ROSA KHUTOR — Canada's Dara Howell soared as several of her top rivals crashed out Tuesday to win the first-ever Olympic gold medal in women's ski slopestyle.

Howell's first run combined speed and big air for an almost unheard-of score of 94.20 points in the discipline.

After several star names failed to make the final and others crashed out, the silver medal went to Devin Logan of the U.S. with a score of 85.40, with the bronze for Canadian Kim Lamarre with 85.00.

Howell, from Ontario, was competing with two stitches in her nose after a bizarre incident in which she knocked a bedside lamp onto her face after waking up.

Lamarre recovered from a fall on her first run to produce a solid second attempt, knocking Australia's Anna Segal off the podium.

There were worries as Canada's Yuki Tsubota crashed hard in the final, landing short of the slope on jump and bouncing onto her back. Tsubota, a former hockey player, did not seem to move and was stretchered off the slope. A Canadian team spokesman later said that she was not seriously injured.

Slopestyle's first Olympic showing has come amid controversy over the course, which was altered to lower the height of the jumps in light of complaints from snowboarders last week that it was unsafe.

Ski slopestyle's first Olympic final was deprived of many of the sport's biggest talents due to injuries, illness and simple failure on the slope.

Four time Winter X-Games champion Kaya Turski of Canada was the hot favorite before the competition, but had been struggling with a virus and fell on both of her qualifying runs, ending her charge for a medal.

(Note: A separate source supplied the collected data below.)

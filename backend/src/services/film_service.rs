//! Film business logic service.
//!
//! Handles listing, lookup, creation, modification, and deletion of film
//! documents, plus loading the bundled starter catalogue.

use anyhow::Context;
use serde_json::Value;
use sqlx::SqlitePool;

use crate::api::films::models::{FilmPayload, ListeFilmsParams};
use crate::database::models::Document;
use crate::errors::{ServiceError, ServiceResult};
use crate::repositories::document_repository::{DocumentRepository, SortDirection};
use crate::validation::{self, FieldRules, Rule, ValidationErrors};

/// Collection holding one document per film.
pub const COLLECTION: &str = "Films";

const DEFAULT_ORDER_BY: &str = "titre";
const DEFAULT_LIMIT: i64 = 100;

/// Starter catalogue bundled with the binary.
const FILMS_DEPART: &str = include_str!("../../data/films_depart.json");

const LISTE_RULES: &[FieldRules] = &[
    FieldRules::optional("limit", &[Rule::IsInt]),
    FieldRules::optional("orderDirection", &[Rule::IsString]),
    FieldRules::optional("orderBy", &[Rule::IsString]),
];

const TEXTE_RULES: &[Rule] = &[Rule::NotEmpty, Rule::IsString];

const FILM_RULES: &[FieldRules] = &[
    FieldRules::required("titre", TEXTE_RULES),
    FieldRules::required("genres", &[Rule::IsArray]),
    FieldRules::required("description", TEXTE_RULES),
    FieldRules::required("annee", TEXTE_RULES),
    FieldRules::required("realisation", TEXTE_RULES),
    FieldRules::required("titreVignette", TEXTE_RULES),
];

/// Film service handling the catalogue's CRUD operations.
pub struct FilmService<'a> {
    /// Shared database connection pool
    pool: &'a SqlitePool,
}

impl<'a> FilmService<'a> {
    /// Creates a new FilmService instance.
    ///
    /// # Arguments
    /// * `pool` - Reference to SQLite connection pool
    pub fn new(pool: &'a SqlitePool) -> Self {
        Self { pool }
    }

    fn films(&self) -> DocumentRepository<'_> {
        DocumentRepository::new(self.pool, COLLECTION)
    }

    /// Lists films ordered by a body field.
    ///
    /// # Arguments
    /// * `params` - Raw query parameters; `orderBy` defaults to `titre`,
    ///   `orderDirection` to ascending, `limit` to 100
    ///
    /// # Returns
    /// * `ServiceResult<Vec<Value>>` - Film bodies with their identifiers
    pub async fn list(&self, params: &Value) -> ServiceResult<Vec<Value>> {
        let normalized = validation::validate(params, LISTE_RULES)?;
        let params: ListeFilmsParams = serde_json::from_value(normalized)
            .context("normalized listing parameters did not match their shape")?;

        let direction = match params.order_direction.as_deref() {
            Some(raw) => raw.parse::<SortDirection>().map_err(|_| {
                ValidationErrors::single("orderDirection", "doit être asc ou desc")
            })?,
            None => SortDirection::default(),
        };
        let order_by = params.order_by.as_deref().unwrap_or(DEFAULT_ORDER_BY);
        let limit = params.limit.unwrap_or(DEFAULT_LIMIT);

        let documents = self.films().list(order_by, direction, limit).await?;
        Ok(documents.into_iter().map(Document::into_body).collect())
    }

    /// Fetches one film's stored body. The identifier is not echoed back.
    pub async fn get(&self, raw_id: &str) -> ServiceResult<Value> {
        let id = validation::sanitize_id(raw_id)?;
        let document = self
            .films()
            .get(&id)
            .await?
            .ok_or_else(|| ServiceError::not_found("Film", &id))?;
        Ok(document.data)
    }

    /// Validates and stores a new film.
    pub async fn create(&self, payload: &Value) -> ServiceResult<Value> {
        let film = shape_film(validation::validate(payload, FILM_RULES)?)?;
        let document = self
            .films()
            .insert(&serde_json::to_value(&film).context("serialize film")?)
            .await?;
        Ok(document.into_body())
    }

    /// Validates and applies a full set of field changes to a film.
    pub async fn update(&self, raw_id: &str, payload: &Value) -> ServiceResult<Value> {
        let id = validation::sanitize_id(raw_id)?;
        let film = shape_film(validation::validate(payload, FILM_RULES)?)?;

        let document = self
            .films()
            .update(&id, &serde_json::to_value(&film).context("serialize film")?)
            .await?
            .ok_or_else(|| ServiceError::not_found("Film", &id))?;
        Ok(document.into_body())
    }

    /// Deletes a film and returns the sanitized identifier for the
    /// confirmation message. Absent identifiers delete without complaint.
    pub async fn delete(&self, raw_id: &str) -> ServiceResult<String> {
        let id = validation::sanitize_id(raw_id)?;
        self.films().delete(&id).await?;
        Ok(id)
    }

    /// Loads the bundled starter catalogue, one document per film.
    pub async fn seed(&self) -> ServiceResult<Vec<Value>> {
        let films: Vec<FilmPayload> = serde_json::from_str(FILMS_DEPART)
            .context("bundled starter catalogue is not readable")?;

        let repository = self.films();
        let mut created = Vec::with_capacity(films.len());
        for film in &films {
            let document = repository
                .insert(&serde_json::to_value(film).context("serialize film")?)
                .await?;
            created.push(document.into_body());
        }
        Ok(created)
    }
}

/// After rule validation only the genre elements can still have the wrong
/// type, so a shaping failure is reported against that field.
fn shape_film(normalized: Value) -> ServiceResult<FilmPayload> {
    serde_json::from_value(normalized).map_err(|_| {
        ValidationErrors::single("genres", "doit être un tableau de chaînes de caractères").into()
    })
}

"I've had a really rough two weeks actually. I've been sick," she said. "I struggled pretty hard this morning and I'm just glad it's over."

Germany's Lisa Zimmermann, 17, had been one of the most innovative skiers this season, becoming the first woman to land a twice inverted spin in competition, but could not knit together a clean run in qualifying.

Before the competition, a broken arm ended Olympic hopes for 15-year-old U.S. prodigy Maggie Voisin, and a training crash laid low X-Games silver medalist Tiril Sjastad Christiansen.